CONTRIBUTIONS TO DIGITAL HOLOGRAPHY FOR THE THREE-DIMENSIONAL DISPLAY OF MEDICAL IMAGERY

In light of the growing presence and power of the digital computer in the radiology laboratory, a digital holographic approach to the 3-D display of medical image data is investigated. The fundamental concepts involve: producing the digital equivalent of an optical model of the data as a collection of parallel cross-sections; computing the complex Fresnel diffraction patterns (FDP) of the individual cross-sections at the hologram plane and, invoking linearity, summing them to yield the FDP of the 3-D model; modulating a high spatial frequency carrier with the FDP; and recording the resulting sample values on film.

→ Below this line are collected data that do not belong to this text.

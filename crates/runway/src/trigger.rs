use crate::{Error, Event, EventKind, Result, WorkflowDefinition};
use serde::{Deserialize, Serialize};
use std::sync::Arc;

/// One entry under `on:`. `branches: None` accepts any branch.
#[derive(Serialize, Deserialize, Debug, Clone, PartialEq)]
pub struct Trigger {
  pub kind: EventKind,
  pub branches: Option<Vec<String>>,
}

impl Trigger {
  pub fn new(kind: EventKind) -> Self {
    Trigger {
      kind,
      branches: None,
    }
  }

  pub fn branches(mut self, branches: Vec<String>) -> Self {
    self.branches = Some(branches);
    self
  }

  /// Rejects branch patterns `glob` cannot compile.
  pub fn validate(&self) -> Result<()> {
    for pattern in self.branches.iter().flatten() {
      glob::Pattern::new(pattern).map_err(|err| {
        Error::definition_error(format!(
          "Invalid branch pattern `{}` in `on.{}`: {}",
          pattern, self.kind, err
        ))
      })?;
    }

    Ok(())
  }

  /// Same event kind, and the event's branch satisfies the filter. For pull
  /// requests the filter applies to the base branch.
  pub fn is_match(&self, event: &Event) -> bool {
    if self.kind != event.kind {
      return false;
    }

    match &self.branches {
      Some(branches) => is_match_patterns(event.branch(), branches),
      None => true,
    }
  }
}

fn is_match_patterns(value: &str, patterns: &[String]) -> bool {
  for pattern in patterns {
    if pattern == value {
      return true;
    }

    match glob::Pattern::new(pattern) {
      Ok(pattern) => {
        if pattern.matches(value) {
          return true;
        }
      }
      Err(err) => {
        log::error!("Invalid glob pattern `{}`: {}", pattern, err);
      }
    }
  }

  false
}

/// Workflows with at least one trigger accepting `event`, in input order.
/// No match is an empty list.
pub fn match_workflows<'a>(
  event: &Event,
  workflows: impl IntoIterator<Item = &'a Arc<WorkflowDefinition>>,
) -> Vec<Arc<WorkflowDefinition>> {
  workflows
    .into_iter()
    .filter(|workflow| workflow.is_match(event))
    .cloned()
    .collect()
}
use crate::{Log, Masker};

/// Collects the masked output of one step up to a byte cap. Lines past
/// the cap are counted, not stored, and a marker line records how much
/// was left out.
pub struct LogCapture {
  masker: Masker,
  max_bytes: usize,
  bytes: usize,
  omitted: usize,
  logs: Vec<Log>,
}

impl LogCapture {
  pub fn new(masker: Masker, max_bytes: usize) -> Self {
    LogCapture {
      masker,
      max_bytes,
      bytes: 0,
      omitted: 0,
      logs: vec![],
    }
  }

  /// Masks `log` and keeps it if it fits. Returns the stored line.
  pub fn push(&mut self, log: Log) -> Option<Log> {
    let log = Log {
      log_type: log.log_type,
      message: self.masker.mask(&log.message),
    };

    // +1 for the line break the line had on the wire
    let size = log.message.len() + 1;
    if self.omitted > 0 || self.bytes + size > self.max_bytes {
      self.omitted += size;
      return None;
    }

    self.bytes += size;
    self.logs.push(log.clone());

    Some(log)
  }

  pub fn is_truncated(&self) -> bool {
    self.omitted > 0
  }

  pub fn finish(mut self) -> (Vec<Log>, bool) {
    let truncated = self.is_truncated();

    if truncated {
      self.logs.push(Log::error(format!(
        "[output truncated: {} bytes omitted]",
        self.omitted
      )));
    }

    (self.logs, truncated)
  }
}

#[cfg(test)]
mod tests {
  use super::*;
  use crate::SecretValue;

  #[test]
  fn test_masks_every_line() {
    let secret = SecretValue::new("hunter2");
    let mut capture = LogCapture::new(Masker::new([&secret]), 1024);

    let stored = capture.push(Log::log("password is hunter2")).unwrap();
    assert_eq!(stored.message, "password is ***");

    let (logs, truncated) = capture.finish();
    assert!(!truncated);
    assert_eq!(logs, vec![Log::log("password is ***")]);
  }

  #[test]
  fn test_truncates_with_marker() {
    let mut capture = LogCapture::new(Masker::default(), 12);

    assert!(capture.push(Log::log("12345")).is_some());
    assert!(capture.push(Log::log("abcde")).is_some());
    assert!(capture.push(Log::log("overflow")).is_none());
    // Once truncated, later short lines are dropped too so order holds
    assert!(capture.push(Log::log("x")).is_none());

    let (logs, truncated) = capture.finish();

    assert!(truncated);
    assert_eq!(logs.len(), 3);
    assert_eq!(
      logs.last().unwrap(),
      &Log::error("[output truncated: 11 bytes omitted]")
    );
  }
}
mod builtin;

pub use builtin::*;

use crate::{Event, RunResponse, RunSignal, StepId, Workspace};
use indexmap::IndexMap;
use parking_lot::RwLock;
use std::{collections::HashMap, sync::Arc};

/// Everything an action invocation gets. Inputs are already interpolated.
#[derive(Debug, Clone)]
pub struct ActionContext {
  pub id: StepId,
  /// `with:` values
  pub inputs: IndexMap<String, String>,
  pub environments: HashMap<String, String>,
  pub workspace: Workspace,
  pub event: Event,
  pub signal: RunSignal,
}

impl ActionContext {
  pub fn input(&self, name: &str) -> Option<&str> {
    self.inputs.get(name).map(|value| value.as_str())
  }
}

/// A reusable, named unit of behavior referenced by `uses:`. It reports
/// logs, outputs and its result through the same stream as shell steps.
#[async_trait::async_trait]
pub trait Action: Send + Sync {
  async fn run(&self, ctx: ActionContext) -> RunResponse;
}

#[derive(Clone, Default)]
pub struct Actions {
  actions: Arc<RwLock<HashMap<String, Arc<dyn Action>>>>,
}

impl Actions {
  pub fn new() -> Self {
    Self::default()
  }

  /// Registers under `name` or `name@version`.
  pub fn register<T>(&self, name: impl Into<String>, action: T)
  where
    T: Action + 'static,
  {
    self.actions.write().insert(name.into(), Arc::new(action));
  }

  pub fn unregister(&self, name: &str) {
    self.actions.write().remove(name);
  }

  /// Exact `name@version` first, then the bare name.
  pub fn get(&self, uses: &str) -> Option<Arc<dyn Action>> {
    let actions = self.actions.read();

    actions.get(uses).cloned().or_else(|| {
      uses
        .split_once('@')
        .and_then(|(name, _version)| actions.get(name).cloned())
    })
  }

  pub fn contains(&self, uses: &str) -> bool {
    self.get(uses).is_some()
  }

  pub fn size(&self) -> usize {
    self.actions.read().len()
  }
}
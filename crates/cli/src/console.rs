use colored::Colorize;
use runway::{RunwayPlugin, WorkflowLogType, WorkflowState};

/// Streams step output and step results to the terminal.
pub fn console_plugin() -> RunwayPlugin {
  RunwayPlugin::builder("console")
    .on_run_step(|event| {
      println!("{} {}", "▶".cyan(), event.name.bold());
      Ok(())
    })
    .on_log(|log| {
      let prefix = format!("[{}]", log.step_id).dimmed();
      match log.log_type {
        WorkflowLogType::Log => println!("{} {}", prefix, log.message),
        WorkflowLogType::Error => println!("{} {}", prefix, log.message.red()),
      }
      Ok(())
    })
    .on_step_completed(|result| {
      let name = result.display_name();
      let line = match &result.failure {
        Some(failure) => format!("{}: {}", name, failure),
        None => name,
      };
      println!("{} {}", state_icon(result.state), line);
      Ok(())
    })
    .on_workflow_completed(|result| {
      let state = result.state.to_string();
      let state = match result.state {
        WorkflowState::Succeeded => state.green(),
        WorkflowState::Cancelled => state.yellow(),
        _ => state.red(),
      };
      println!("{} {} {}", "■".cyan(), result.workflow.bold(), state);
      Ok(())
    })
    .build()
}

fn state_icon(state: WorkflowState) -> colored::ColoredString {
  match state {
    WorkflowState::Succeeded => "✔".green(),
    WorkflowState::Failed => "✘".red(),
    WorkflowState::Cancelled => "⊘".yellow(),
    WorkflowState::Skipped => "↷".dimmed(),
    _ => "•".normal(),
  }
}
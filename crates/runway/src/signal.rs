use crate::{Error, Result};
use parking_lot::Mutex;
use serde::{Deserialize, Serialize};
use std::sync::{Arc, Weak};
use tokio::sync::watch;

#[derive(Debug, Clone, Copy, PartialEq, Eq, Serialize, Deserialize)]
#[serde(rename_all = "snake_case")]
pub enum Signal {
  Cancel,
  Timeout,
}

impl std::fmt::Display for Signal {
  fn fmt(&self, f: &mut std::fmt::Formatter<'_>) -> std::fmt::Result {
    match self {
      Signal::Cancel => write!(f, "cancel"),
      Signal::Timeout => write!(f, "timeout"),
    }
  }
}

#[derive(Debug)]
struct SignalState {
  sender: watch::Sender<Option<Signal>>,
  children: Mutex<Vec<Weak<SignalState>>>,
}

/// Cooperative stop signal shared by a run, its jobs and their steps.
///
/// A signal fires at most once. Cancelling a signal cancels every child
/// created from it with [`RunSignal::child`]. Timeouts stay local.
#[derive(Clone, Debug)]
pub struct RunSignal {
  state: Arc<SignalState>,
}

impl RunSignal {
  pub fn new() -> Self {
    Self::default()
  }

  /// A signal that is cancelled together with this one.
  pub fn child(&self) -> RunSignal {
    let child = RunSignal::new();

    {
      let mut children = self.state.children.lock();
      children.retain(|child| child.strong_count() > 0);
      children.push(Arc::downgrade(&child.state));
    }

    if self.is_cancelled() {
      // Fresh signal, cannot have fired yet
      let _ = child.cancel();
    }

    child
  }

  pub fn cancel(&self) -> Result<()> {
    self.send(Signal::Cancel)?;

    let children: Vec<_> = self
      .state
      .children
      .lock()
      .iter()
      .filter_map(Weak::upgrade)
      .collect();

    for state in children {
      let child = RunSignal { state };
      if let Err(err) = child.cancel() {
        log::trace!("Child signal already stopped: {}", err);
      }
    }

    Ok(())
  }

  pub fn timeout(&self) -> Result<()> {
    self.send(Signal::Timeout)
  }

  fn send(&self, signal: Signal) -> Result<()> {
    let updated = self.state.sender.send_if_modified(|current| {
      if current.is_some() {
        return false;
      }

      *current = Some(signal);
      true
    });

    if !updated {
      let fired = self.signal().unwrap_or(signal);
      return Err(Error::cancelled(format!("`{}` signal already fired", fired)));
    }

    Ok(())
  }

  pub fn signal(&self) -> Option<Signal> {
    *self.state.sender.borrow()
  }

  pub fn is_cancelled(&self) -> bool {
    self.signal() == Some(Signal::Cancel)
  }

  pub fn is_timeout(&self) -> bool {
    self.signal() == Some(Signal::Timeout)
  }

  /// Resolves once the signal fires. Can be awaited from many tasks.
  pub async fn recv(&self) -> Signal {
    let mut receiver = self.state.sender.subscribe();

    loop {
      if let Some(signal) = *receiver.borrow_and_update() {
        return signal;
      }

      // The sender lives as long as `self`, so this only errors after drop
      if receiver.changed().await.is_err() {
        return std::future::pending().await;
      }
    }
  }
}

impl Default for RunSignal {
  fn default() -> Self {
    let (sender, _) = watch::channel(None);

    RunSignal {
      state: Arc::new(SignalState {
        sender,
        children: Mutex::new(vec![]),
      }),
    }
  }
}
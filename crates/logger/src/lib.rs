use colored::Colorize;
use log::{Level, LevelFilter};
use std::sync::OnceLock;

/// Console logger for runway binaries and tests.
///
/// Lines look like `crates/runway/src/workflow/job.rs:42 2024-01-01 10:00:00 INFO message`.
#[derive(Clone)]
pub struct Logger {
  level: LevelFilter,
}

impl Logger {
  pub fn new(level: LevelFilter) -> Self {
    Logger { level }
  }
}

impl log::Log for Logger {
  fn enabled(&self, metadata: &log::Metadata) -> bool {
    metadata.level() <= self.level
  }

  fn log(&self, record: &log::Record) {
    if !self.enabled(record.metadata()) {
      return;
    }

    let time = chrono::Local::now()
      .format("%Y-%m-%d %H:%M:%S")
      .to_string()
      .magenta();

    let level = match record.level() {
      Level::Error => "ERROR".red(),
      Level::Warn => "WARN".yellow(),
      Level::Info => "INFO".green(),
      Level::Debug => "DEBUG".blue(),
      Level::Trace => "TRACE".dimmed(),
    };

    let prefix = match (record.file(), record.line()) {
      (Some(file), Some(line)) => format!("{}:{} ", file, line).cyan(),
      _ => String::new().normal(),
    };

    // Errors go to stderr so piping stdout keeps only regular output
    let line = format!("{}{} {} {}", prefix, time, level, record.args());
    if record.level() == Level::Error {
      eprintln!("{}", line);
    } else {
      println!("{}", line);
    }
  }

  fn flush(&self) {}
}

static LOGGER: OnceLock<Logger> = OnceLock::new();

pub fn init_logger() {
  init_logger_with_level(Level::Info);
}

pub fn init_logger_with_level(level: Level) {
  if LOGGER.get().is_some() {
    return;
  }

  let logger = LOGGER.get_or_init(|| Logger::new(level.to_level_filter()));

  // Another logger may already be installed by the host application
  if log::set_logger(logger).is_ok() {
    log::set_max_level(level.to_level_filter());
  }
}

/// Parses `error`, `warn`, `info`, `debug` or `trace` (case insensitive).
pub fn parse_level(level: &str) -> Option<Level> {
  level.parse::<Level>().ok()
}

This holographic approach provides a volume filling, 3-D image, offering horizontal and vertical parallax, accommodation, and stereopsis. It is assumed that the digital data to be displayed has been processed to represent the pertinent information.; We model the data points as coherently radiating sources. If the holographic image subtends more than a few tenths of a degree the FDP must be sampled at typically 50 times the image sampling rate. Since the hologram forms the viewing window we must compute at least a factor of 50('2) more FDP sample points than image points to provide a reasonable look-around angle. The computation involved is the 2-D convolution of the coarsely sampled image cross-section and the 2-D quadratic phase function. We derive an algorithm which partitions this huge convolution into a multitude of manageable blocks, each of which can be independently computed with a single 2-D discrete Fourier transform. The advantages are savings in memory, computational costs, time and the suitability for parallel-processor-architecture computer implementation. The algorithm is experimentally verified by synthesizing a digital hologram based on the algorithm and viewing the reconstructed real and virtual images.; We also establish the mathematical framework for a new scanned digital holographic recorder. The amplitude and phase of the computed FDP samples control a scanning spatial light modulator modulating one of two interfering planes waves. The geometry is that of a reflection hologram so that the image can be viewed in white light. Another advantage of this recorder is that it and the computer must deal with only the baseband FDP and the film alone must resolve the wide-band interference pattern.